» Exercise details
Only a number is wanted: how many lines in the records below contain "cite"?

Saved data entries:
<<<<

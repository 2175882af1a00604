//! Concurrent admission integration tests.
//!
//! These tests race real tasks against a shared coordinator to check the
//! guarantees that matter under contention: one writer per file, complete
//! release, and a sweeper that runs alongside foreground traffic.

use std::path::{Path, PathBuf};
use std::sync::Arc;

use corral::{
    Admission, AgentId, Coordinator, CoordinationConfig, LockMode, ManualClock, StaticDescriptors,
    StaticOracle, TaskDescriptor,
};
use tempfile::TempDir;

fn writing_task(paths: &[&str]) -> TaskDescriptor {
    let mut d = TaskDescriptor::new("backend", 2);
    d.modifies_files = paths.iter().map(PathBuf::from).collect();
    d
}

async fn open_coordinator(temp: &TempDir, descriptors: StaticDescriptors) -> (Arc<ManualClock>, Arc<Coordinator>) {
    let config = CoordinationConfig {
        data_dir: temp.path().join("coordination"),
        sweep_interval_secs: 1,
        ..Default::default()
    };
    let clock = Arc::new(ManualClock::starting_now());
    let coordinator = Coordinator::open(
        config,
        clock.clone(),
        Arc::new(StaticOracle::new()),
        Arc::new(descriptors),
    )
    .await
    .unwrap();
    (clock, Arc::new(coordinator))
}

/// Two tasks that both write `f.txt` race their admissions: exactly one may
/// win, and every loser must cite the contended file.
#[tokio::test]
async fn test_concurrent_admission_single_winner() {
    let temp = TempDir::new().unwrap();

    let mut descriptors = StaticDescriptors::new();
    for i in 0..10 {
        descriptors.insert(format!("tasks/t{}.md", i), writing_task(&["f.txt"]));
    }
    let (_clock, coordinator) = open_coordinator(&temp, descriptors).await;

    let handles: Vec<_> = (0..10)
        .map(|i| {
            let coordinator = coordinator.clone();
            tokio::spawn(async move {
                coordinator
                    .admit(
                        &AgentId(format!("agent-{}", i)),
                        "backend",
                        Path::new(&format!("tasks/t{}.md", i)),
                    )
                    .await
                    .unwrap()
            })
        })
        .collect();

    let outcomes: Vec<Admission> = futures::future::join_all(handles)
        .await
        .into_iter()
        .map(|r| r.unwrap())
        .collect();

    let admitted = outcomes.iter().filter(|o| o.is_admitted()).count();
    assert_eq!(admitted, 1, "exactly one writer may win");

    for outcome in &outcomes {
        if let Admission::Rejected { reasons } = outcome {
            assert!(
                reasons.iter().any(|r| r.contains("f.txt")),
                "rejection must cite the contended file, got {:?}",
                reasons
            );
        }
    }

    // At most one write lock on the contended file
    let report = coordinator.status().await.unwrap();
    let writers = report
        .locks
        .iter()
        .filter(|l| l.mode == LockMode::Write)
        .count();
    assert_eq!(writers, 1);
}

/// Admissions over disjoint footprints all succeed concurrently.
#[tokio::test]
async fn test_concurrent_disjoint_admissions() {
    let temp = TempDir::new().unwrap();

    let mut descriptors = StaticDescriptors::new();
    for i in 0..8 {
        descriptors.insert(format!("tasks/t{}.md", i), writing_task(&[&format!("file-{}.txt", i)]));
    }
    let (_clock, coordinator) = open_coordinator(&temp, descriptors).await;

    let handles: Vec<_> = (0..8)
        .map(|i| {
            let coordinator = coordinator.clone();
            tokio::spawn(async move {
                coordinator
                    .admit(
                        &AgentId(format!("agent-{}", i)),
                        "backend",
                        Path::new(&format!("tasks/t{}.md", i)),
                    )
                    .await
                    .unwrap()
            })
        })
        .collect();

    let outcomes = futures::future::join_all(handles).await;
    assert!(outcomes.into_iter().all(|r| r.unwrap().is_admitted()));

    let report = coordinator.status().await.unwrap();
    assert_eq!(report.active_agents, 8);
    assert_eq!(report.active_locks, 8);
}

/// Releasing under concurrent re-admission pressure: the freed file is
/// reacquirable exactly once.
#[tokio::test]
async fn test_release_then_contended_readmission() {
    let temp = TempDir::new().unwrap();

    let mut descriptors = StaticDescriptors::new();
    descriptors.insert("tasks/hold.md", writing_task(&["f.txt"]));
    for i in 0..5 {
        descriptors.insert(format!("tasks/t{}.md", i), writing_task(&["f.txt"]));
    }
    let (_clock, coordinator) = open_coordinator(&temp, descriptors).await;

    let holder = AgentId::from("holder");
    assert!(coordinator
        .admit(&holder, "backend", Path::new("tasks/hold.md"))
        .await
        .unwrap()
        .is_admitted());
    assert!(coordinator.release(&holder).await.unwrap());

    let handles: Vec<_> = (0..5)
        .map(|i| {
            let coordinator = coordinator.clone();
            tokio::spawn(async move {
                coordinator
                    .admit(
                        &AgentId(format!("agent-{}", i)),
                        "backend",
                        Path::new(&format!("tasks/t{}.md", i)),
                    )
                    .await
                    .unwrap()
            })
        })
        .collect();

    let outcomes = futures::future::join_all(handles).await;
    let admitted = outcomes.into_iter().filter(|r| r.as_ref().unwrap().is_admitted()).count();
    assert_eq!(admitted, 1);
}

/// The background sweeper reclaims a stale agent while admissions continue.
#[tokio::test]
async fn test_sweeper_runs_alongside_admissions() {
    let temp = TempDir::new().unwrap();

    let descriptors = StaticDescriptors::new()
        .with("tasks/stale.md", writing_task(&["x.txt"]))
        .with("tasks/live.md", writing_task(&["y.txt"]));
    let (clock, coordinator) = open_coordinator(&temp, descriptors).await;

    let stale = AgentId::from("stale-agent");
    coordinator
        .admit(&stale, "backend", Path::new("tasks/stale.md"))
        .await
        .unwrap();

    let (shutdown_tx, _) = tokio::sync::broadcast::channel(1);
    let sweeper = tokio::spawn(coordinator.clone().run_sweeper(shutdown_tx.subscribe()));

    // Push the stale agent past its heartbeat deadline, then keep admitting.
    clock.advance(chrono::Duration::minutes(16));
    let live = AgentId::from("live-agent");
    assert!(coordinator
        .admit(&live, "backend", Path::new("tasks/live.md"))
        .await
        .unwrap()
        .is_admitted());

    // Wait for a sweep tick to pick up the stale agent, watching the
    // persisted document rather than status() (which reclaims on its own).
    let agents_file = temp.path().join("coordination").join("agents.json");
    let mut reclaimed = false;
    for _ in 0..50 {
        tokio::time::sleep(std::time::Duration::from_millis(100)).await;
        let raw = std::fs::read_to_string(&agents_file).unwrap();
        let doc: serde_json::Value = serde_json::from_str(&raw).unwrap();
        let ids: Vec<&str> = doc["agents"]
            .as_array()
            .unwrap()
            .iter()
            .filter_map(|a| a["id"].as_str())
            .collect();
        if !ids.contains(&"stale-agent") {
            reclaimed = true;
            break;
        }
    }
    assert!(reclaimed, "sweeper should have reclaimed the stale agent");

    let report = coordinator.status().await.unwrap();
    assert!(report.locks.iter().all(|l| l.holder != stale));
    assert!(report.agents.iter().any(|a| a.id == live));

    shutdown_tx.send(()).unwrap();
    sweeper.await.unwrap();
}

/// Coordination state persists across coordinator instances: a lock taken
/// before a crash still blocks after reopening from disk.
#[tokio::test]
async fn test_persisted_state_blocks_after_reopen() {
    let temp = TempDir::new().unwrap();
    let data_dir = temp.path().join("coordination");

    {
        let config = CoordinationConfig {
            data_dir: data_dir.clone(),
            ..Default::default()
        };
        let descriptors = StaticDescriptors::new().with("tasks/t1.md", writing_task(&["f.txt"]));
        let coordinator = Coordinator::open(
            config,
            Arc::new(ManualClock::starting_now()),
            Arc::new(StaticOracle::new()),
            Arc::new(descriptors),
        )
        .await
        .unwrap();
        coordinator
            .admit(&AgentId::from("A1"), "backend", Path::new("tasks/t1.md"))
            .await
            .unwrap();
        // Dropped without release, as a crashed process would be.
    }

    let config = CoordinationConfig {
        data_dir,
        ..Default::default()
    };
    let descriptors = StaticDescriptors::new().with("tasks/t2.md", writing_task(&["f.txt"]));
    let reopened = Coordinator::open(
        config,
        Arc::new(ManualClock::starting_now()),
        Arc::new(StaticOracle::new()),
        Arc::new(descriptors),
    )
    .await
    .unwrap();

    let outcome = reopened
        .admit(&AgentId::from("A2"), "backend", Path::new("tasks/t2.md"))
        .await
        .unwrap();
    match outcome {
        Admission::Rejected { reasons } => {
            assert_eq!(reasons, vec!["file locked: f.txt by A1".to_string()]);
        }
        Admission::Admitted => panic!("persisted lock must still block"),
    }
}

>>>>

» Result below
2